Oct 26, 2004 02:00 AM

The report by Charles Duelfer, which alleged that French companies and individuals participated in a secret oil voucher program that helped Saddam Hussein circumvent UN sanctions, lacks proof to back up the charges, the Foreign Ministry said.
The Foreign Ministry's response was an attempt to cast doubt on Duelfer's report, published earlier, listing foreign entities that received vouchers for oil contracts under the UN oil-for-food program.

The report said the names of American companies and individuals who may have been involved in oil deals weren't released because of US privacy laws. It alleged that Saddam's government had used the oil vouchers both to solicit kickbacks and to reward countries and individuals willing to cooperate with Iraq's political goals. Companies and individuals from Russia, France and China dominated the list.
But only 8 % of France's oil imports came from Iraq in 2001, a separate Foreign Ministry statement said. It added that of 1,129 companies from 86 countries on a list of registered buyers under the oil-for-food program, only 20 were French.
"It is completely inaccurate to say that France had major commercial interests in Iraq before the war," the statement insisted.

The oil-for-food program had an account at French bank BNP Paribas, but France said the bank was located in the United States, subject to US regulations, and was one of two charged with managing the program.
"The account was also inspected twice yearly by the Board of Auditors of the United Nations," the ministry statement said. In addition, many companies that participated in the oil-for-food program that were identified as French were not, the ministry said. Some companies were American but used French branches, agents or intermediaries, it said.

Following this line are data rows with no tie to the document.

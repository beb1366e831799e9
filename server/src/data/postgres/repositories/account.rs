//! Account repository
//!
//! Accounts live in one of two tables depending on configuration: the barter
//! `users` table or the dashboard `"User"` table. Both enforce unique emails.

use sqlx::PgPool;

use crate::core::config::AccountTable;
use crate::data::postgres::PostgresError;
use crate::data::types::AccountRow;

type AccountTuple = (i32, String, Option<String>, String, Option<chrono::DateTime<chrono::Utc>>);

fn select_by_email_sql(table: AccountTable) -> &'static str {
    match table {
        AccountTable::Barter => {
            "SELECT id, email, username, password, created_at FROM users WHERE email = $1 ORDER BY id"
        }
        AccountTable::Dashboard => {
            r#"SELECT id, email, NULL::varchar, password, NULL::timestamptz FROM "User" WHERE email = $1 ORDER BY id"#
        }
    }
}

fn into_row((id, email, username, password_hash, created_at): AccountTuple) -> AccountRow {
    AccountRow {
        id,
        email,
        username,
        password_hash,
        created_at,
    }
}

/// Insert an account with an already-hashed password
///
/// `username` is ignored for the dashboard table. A duplicate email yields
/// `PostgresError::Conflict`.
pub async fn insert_account(
    pool: &PgPool,
    table: AccountTable,
    email: &str,
    password_hash: &str,
    username: &str,
) -> Result<AccountRow, PostgresError> {
    let row = match table {
        AccountTable::Barter => {
            sqlx::query_as::<_, AccountTuple>(
                "INSERT INTO users (username, email, password) VALUES ($1, $2, $3) \
                 RETURNING id, email, username, password, created_at",
            )
            .bind(username)
            .bind(email)
            .bind(password_hash)
            .fetch_one(pool)
            .await
        }
        AccountTable::Dashboard => {
            sqlx::query_as::<_, AccountTuple>(
                r#"INSERT INTO "User" (email, password) VALUES ($1, $2)
                   RETURNING id, email, NULL::varchar, password, NULL::timestamptz"#,
            )
            .bind(email)
            .bind(password_hash)
            .fetch_one(pool)
            .await
        }
    }
    .map_err(|e| PostgresError::from_insert(e, "account"))?;

    Ok(into_row(row))
}

/// All accounts with the given email (zero or one given the unique constraint)
pub async fn find_by_email(
    pool: &PgPool,
    table: AccountTable,
    email: &str,
) -> Result<Vec<AccountRow>, PostgresError> {
    let rows = sqlx::query_as::<_, AccountTuple>(select_by_email_sql(table))
        .bind(email)
        .fetch_all(pool)
        .await?;

    Ok(rows.into_iter().map(into_row).collect())
}

#[cfg(test)]
mod tests {
    use super::*;
    use crate::data::postgres::test_support;

    fn unique_email() -> String {
        format!("{}@example.test", uuid::Uuid::new_v4().simple())
    }

    #[test]
    fn test_select_sql_targets_table() {
        assert!(select_by_email_sql(AccountTable::Barter).contains("FROM users"));
        assert!(select_by_email_sql(AccountTable::Dashboard).contains(r#"FROM "User""#));
    }

    #[tokio::test]
    #[ignore]
    async fn test_insert_then_find() {
        let pool = test_support::pool().await;
        let email = unique_email();

        let created = insert_account(&pool, AccountTable::Barter, &email, "hash", "trader")
            .await
            .unwrap();
        assert_eq!(created.username.as_deref(), Some("trader"));
        assert!(created.created_at.is_some());

        let found = find_by_email(&pool, AccountTable::Barter, &email).await.unwrap();
        assert_eq!(found.len(), 1);
        assert_eq!(found[0].id, created.id);
        assert_eq!(found[0].password_hash, "hash");
    }

    #[tokio::test]
    #[ignore]
    async fn test_duplicate_email_is_conflict() {
        let pool = test_support::pool().await;
        let email = unique_email();

        for table in [AccountTable::Barter, AccountTable::Dashboard] {
            insert_account(&pool, table, &email, "hash", "a").await.unwrap();
            let err = insert_account(&pool, table, &email, "hash", "b")
                .await
                .unwrap_err();
            assert!(err.is_conflict());
            assert_eq!(find_by_email(&pool, table, &email).await.unwrap().len(), 1);
        }
    }

    #[tokio::test]
    #[ignore]
    async fn test_dashboard_accounts_have_no_username() {
        let pool = test_support::pool().await;
        let email = unique_email();

        let row = insert_account(&pool, AccountTable::Dashboard, &email, "hash", "ignored")
            .await
            .unwrap();
        assert!(row.username.is_none());
        assert!(row.created_at.is_none());
    }
}
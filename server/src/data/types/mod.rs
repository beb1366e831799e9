//! Shared row types for the PostgreSQL repositories

pub mod barter;
pub mod dashboard;
pub mod enums;

pub use barter::{AccountRow, MessageRow, NewOffer, OfferRow, TradeRow};
pub use dashboard::{GradeRow, NewStudent, SchoolRow, SchoolStudentCounts, StudentRow};
pub use enums::{OfferStatus, TradeStatus};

The oil-for-food program, which began in December 1996 and ended in November 2003, was launched to help Iraqis cope with UN sanctions imposed after Saddam's 1990 invasion of Kuwait. Under the program, the former Iraqi regime could sell unlimited quantities of oil provided the money went primarily to buy humanitarian goods and pay reparations to victims of the 1991 Gulf War.
Corruption allegations surfaced in January in the Iraqi newspaper Al-Mada, which published a list of about 270 former government officials, activists, journalists and UN officials from more than 46 countries suspected of profiting from Iraqi oil sales as part of the UN program.